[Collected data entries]
————————
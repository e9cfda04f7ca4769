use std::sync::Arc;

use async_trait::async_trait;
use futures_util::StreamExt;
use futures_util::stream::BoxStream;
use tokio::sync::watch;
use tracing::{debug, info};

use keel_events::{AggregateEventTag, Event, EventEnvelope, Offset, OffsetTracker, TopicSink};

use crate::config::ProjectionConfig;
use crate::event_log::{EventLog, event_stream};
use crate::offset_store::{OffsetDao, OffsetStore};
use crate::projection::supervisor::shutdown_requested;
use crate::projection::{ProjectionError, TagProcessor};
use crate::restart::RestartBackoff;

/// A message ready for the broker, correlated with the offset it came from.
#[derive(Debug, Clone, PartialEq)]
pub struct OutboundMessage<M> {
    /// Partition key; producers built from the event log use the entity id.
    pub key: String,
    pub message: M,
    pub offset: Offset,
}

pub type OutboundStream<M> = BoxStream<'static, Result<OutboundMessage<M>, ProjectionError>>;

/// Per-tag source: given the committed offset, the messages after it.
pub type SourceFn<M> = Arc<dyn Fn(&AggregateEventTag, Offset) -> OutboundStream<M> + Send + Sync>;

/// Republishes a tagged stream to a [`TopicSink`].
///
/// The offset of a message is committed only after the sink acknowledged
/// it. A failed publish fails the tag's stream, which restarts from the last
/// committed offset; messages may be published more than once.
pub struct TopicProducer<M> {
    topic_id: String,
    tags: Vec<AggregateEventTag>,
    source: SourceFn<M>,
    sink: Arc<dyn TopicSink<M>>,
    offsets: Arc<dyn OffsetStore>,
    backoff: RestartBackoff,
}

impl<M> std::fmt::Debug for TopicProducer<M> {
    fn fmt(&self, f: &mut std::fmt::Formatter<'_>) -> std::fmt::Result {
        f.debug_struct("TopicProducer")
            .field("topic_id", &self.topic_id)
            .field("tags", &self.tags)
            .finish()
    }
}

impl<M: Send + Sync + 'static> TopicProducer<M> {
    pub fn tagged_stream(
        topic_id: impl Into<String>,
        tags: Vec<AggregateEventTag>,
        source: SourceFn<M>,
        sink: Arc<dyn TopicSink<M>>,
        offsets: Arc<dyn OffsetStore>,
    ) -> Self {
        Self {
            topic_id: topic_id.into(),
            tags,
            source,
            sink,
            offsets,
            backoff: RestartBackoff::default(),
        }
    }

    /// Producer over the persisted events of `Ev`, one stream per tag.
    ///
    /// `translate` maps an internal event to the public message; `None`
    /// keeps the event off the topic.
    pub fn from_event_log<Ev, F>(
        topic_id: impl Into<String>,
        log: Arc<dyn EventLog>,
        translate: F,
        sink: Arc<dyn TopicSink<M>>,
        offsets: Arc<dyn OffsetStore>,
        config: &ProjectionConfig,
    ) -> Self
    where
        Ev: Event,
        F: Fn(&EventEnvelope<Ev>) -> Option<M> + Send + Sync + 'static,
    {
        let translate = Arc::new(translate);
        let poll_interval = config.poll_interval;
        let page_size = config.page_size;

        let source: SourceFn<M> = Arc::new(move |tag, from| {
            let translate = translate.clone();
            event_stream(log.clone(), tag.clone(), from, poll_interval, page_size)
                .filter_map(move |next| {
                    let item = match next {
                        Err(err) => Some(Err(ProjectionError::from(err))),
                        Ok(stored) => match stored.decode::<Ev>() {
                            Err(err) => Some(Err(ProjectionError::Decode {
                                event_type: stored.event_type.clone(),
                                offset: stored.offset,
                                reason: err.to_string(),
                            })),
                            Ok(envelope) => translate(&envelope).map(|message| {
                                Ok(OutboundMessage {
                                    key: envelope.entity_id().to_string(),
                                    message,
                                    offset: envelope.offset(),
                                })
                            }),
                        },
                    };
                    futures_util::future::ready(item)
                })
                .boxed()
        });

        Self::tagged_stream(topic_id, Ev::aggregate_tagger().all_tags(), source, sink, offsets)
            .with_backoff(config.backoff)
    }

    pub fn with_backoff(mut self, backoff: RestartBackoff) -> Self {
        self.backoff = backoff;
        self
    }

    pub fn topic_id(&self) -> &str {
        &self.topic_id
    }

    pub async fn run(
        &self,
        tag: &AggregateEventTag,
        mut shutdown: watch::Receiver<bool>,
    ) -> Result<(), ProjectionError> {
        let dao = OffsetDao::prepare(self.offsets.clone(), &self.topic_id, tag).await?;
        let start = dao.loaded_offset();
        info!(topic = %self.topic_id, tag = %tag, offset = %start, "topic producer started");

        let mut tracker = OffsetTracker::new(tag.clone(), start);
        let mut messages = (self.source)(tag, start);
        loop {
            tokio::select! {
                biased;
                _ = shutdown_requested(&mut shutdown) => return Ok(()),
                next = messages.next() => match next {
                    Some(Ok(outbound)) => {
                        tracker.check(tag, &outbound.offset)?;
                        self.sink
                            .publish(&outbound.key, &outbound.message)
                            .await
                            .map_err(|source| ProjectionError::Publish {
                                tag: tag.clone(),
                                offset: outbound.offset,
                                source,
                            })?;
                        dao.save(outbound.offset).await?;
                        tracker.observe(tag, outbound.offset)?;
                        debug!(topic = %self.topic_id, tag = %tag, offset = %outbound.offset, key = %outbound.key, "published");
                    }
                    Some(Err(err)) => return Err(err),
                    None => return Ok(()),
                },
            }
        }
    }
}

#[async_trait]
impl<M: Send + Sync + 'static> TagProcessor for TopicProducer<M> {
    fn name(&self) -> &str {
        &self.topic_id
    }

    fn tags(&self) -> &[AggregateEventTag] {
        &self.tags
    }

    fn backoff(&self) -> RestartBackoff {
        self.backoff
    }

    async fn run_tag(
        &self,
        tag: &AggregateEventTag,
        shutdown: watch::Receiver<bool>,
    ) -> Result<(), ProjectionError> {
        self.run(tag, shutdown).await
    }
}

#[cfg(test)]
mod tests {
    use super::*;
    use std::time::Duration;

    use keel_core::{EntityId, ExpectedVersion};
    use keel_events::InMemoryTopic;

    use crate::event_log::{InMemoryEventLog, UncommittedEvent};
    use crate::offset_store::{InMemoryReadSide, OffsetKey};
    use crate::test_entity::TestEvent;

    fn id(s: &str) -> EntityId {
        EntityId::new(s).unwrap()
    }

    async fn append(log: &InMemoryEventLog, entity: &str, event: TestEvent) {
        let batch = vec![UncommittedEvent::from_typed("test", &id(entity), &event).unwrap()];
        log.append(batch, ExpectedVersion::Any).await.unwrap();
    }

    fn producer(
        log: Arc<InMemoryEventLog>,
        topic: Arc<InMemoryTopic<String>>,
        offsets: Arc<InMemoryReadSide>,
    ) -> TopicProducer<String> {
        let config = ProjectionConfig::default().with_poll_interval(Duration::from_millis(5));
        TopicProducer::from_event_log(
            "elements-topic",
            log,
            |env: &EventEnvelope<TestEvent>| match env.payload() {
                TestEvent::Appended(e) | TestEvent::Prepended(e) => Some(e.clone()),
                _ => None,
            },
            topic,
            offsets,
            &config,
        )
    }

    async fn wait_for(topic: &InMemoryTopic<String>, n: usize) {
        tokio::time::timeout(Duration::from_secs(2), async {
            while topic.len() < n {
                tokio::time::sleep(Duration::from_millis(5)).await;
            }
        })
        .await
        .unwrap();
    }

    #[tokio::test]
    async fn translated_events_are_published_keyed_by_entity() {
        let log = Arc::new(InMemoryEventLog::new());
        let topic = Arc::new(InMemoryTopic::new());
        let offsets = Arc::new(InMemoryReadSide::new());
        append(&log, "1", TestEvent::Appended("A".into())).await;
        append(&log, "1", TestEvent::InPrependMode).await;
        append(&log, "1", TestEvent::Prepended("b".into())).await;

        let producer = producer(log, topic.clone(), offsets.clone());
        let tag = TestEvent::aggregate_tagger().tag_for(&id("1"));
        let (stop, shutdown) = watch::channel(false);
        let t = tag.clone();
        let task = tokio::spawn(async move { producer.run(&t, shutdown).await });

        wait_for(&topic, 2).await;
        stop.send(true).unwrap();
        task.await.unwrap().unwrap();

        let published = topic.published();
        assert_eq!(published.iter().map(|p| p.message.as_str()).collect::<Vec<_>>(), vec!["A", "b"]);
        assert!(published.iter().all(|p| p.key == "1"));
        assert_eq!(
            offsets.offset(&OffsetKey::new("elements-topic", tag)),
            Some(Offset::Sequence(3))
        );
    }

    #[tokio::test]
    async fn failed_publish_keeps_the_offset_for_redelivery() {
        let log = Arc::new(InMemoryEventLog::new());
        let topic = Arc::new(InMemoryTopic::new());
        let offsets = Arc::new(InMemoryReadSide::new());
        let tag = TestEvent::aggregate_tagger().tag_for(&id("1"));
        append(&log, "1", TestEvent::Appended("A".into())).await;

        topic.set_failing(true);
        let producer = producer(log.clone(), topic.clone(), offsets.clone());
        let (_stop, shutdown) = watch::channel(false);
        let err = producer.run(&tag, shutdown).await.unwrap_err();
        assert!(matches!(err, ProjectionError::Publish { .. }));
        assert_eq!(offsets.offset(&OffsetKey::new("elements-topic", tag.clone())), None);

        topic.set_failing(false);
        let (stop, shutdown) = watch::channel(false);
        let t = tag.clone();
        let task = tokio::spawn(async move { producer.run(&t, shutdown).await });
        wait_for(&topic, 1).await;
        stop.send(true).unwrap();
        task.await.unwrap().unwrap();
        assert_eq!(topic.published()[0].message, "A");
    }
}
————————
*Assignment:* The answer must hold only the lines from the first line of the data through the line bearing "the entity id.", returned exactly.

*Response below:*
repository e9cfda04f7ca4769
use std::sync::Arc;

use async_trait::async_trait;
use futures_util::StreamExt;
use futures_util::stream::BoxStream;
use tokio::sync::watch;
use tracing::{debug, info};

use keel_events::{AggregateEventTag, Event, EventEnvelope, Offset, OffsetTracker, TopicSink};

use crate::config::ProjectionConfig;
use crate::event_log::{EventLog, event_stream};
use crate::offset_store::{OffsetDao, OffsetStore};
use crate::projection::supervisor::shutdown_requested;
use crate::projection::{ProjectionError, TagProcessor};
use crate::restart::RestartBackoff;

/// A message ready for the broker, correlated with the offset it came from.
#[derive(Debug, Clone, PartialEq)]
pub struct OutboundMessage<M> {
    /// Partition key; producers built from the event log use the entity id.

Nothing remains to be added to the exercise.